DIRECTIONS: Report how many lines below contain the word "SimulationConfig". Give only the number.

EXERCISE DATA:
▽

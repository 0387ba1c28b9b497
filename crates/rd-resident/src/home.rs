//! Going home and idling there.

use rd_core::{DayClock, SimRng, SimulationConfig};
use rd_world::Citizens;

use crate::constants::STAY_HOME_ALL_DAY_CHANCE;
use crate::schedule::{CitizenSchedule, ResidentState};

/// Carry out a scheduled `GoHome`.  Returns `false` when no move could be
/// started (homeless, or no path); the schedule is left clear so the next
/// evaluation retries.
pub fn execute_go_home<W: Citizens>(
    world: &mut W,
    citizen: rd_core::CitizenId,
    schedule: &mut CitizenSchedule,
) -> bool {
    let home = world.home_building(citizen);
    if home.is_none() {
        schedule.current_state = ResidentState::Ignored;
        return false;
    }
    if world.current_building(citizen) == home {
        schedule.current_state = ResidentState::AtHome;
        return true;
    }
    world.start_moving(citizen, home)
}

/// Cascade step (e) while at home: sleep through the night, occasionally
/// declare a full lazy day, otherwise leave the schedule clear so the next
/// evaluation reconsiders.  Returns `true` when an idle period was
/// scheduled.
pub fn plan_at_home(
    config: &SimulationConfig,
    clock: &DayClock,
    rng: &mut SimRng,
    schedule: &mut CitizenSchedule,
) -> bool {
    if clock.is_night() {
        schedule.schedule(ResidentState::AtHome, clock.now.future_hour(config.wake_up_hour));
        return true;
    }
    if rng.should_occur(STAY_HOME_ALL_DAY_CHANCE) {
        schedule.schedule(ResidentState::AtHome, clock.now.future_hour(config.go_to_sleep_hour));
        return true;
    }
    false
}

△

SOLUTION FOR THIS PROBLEM: 2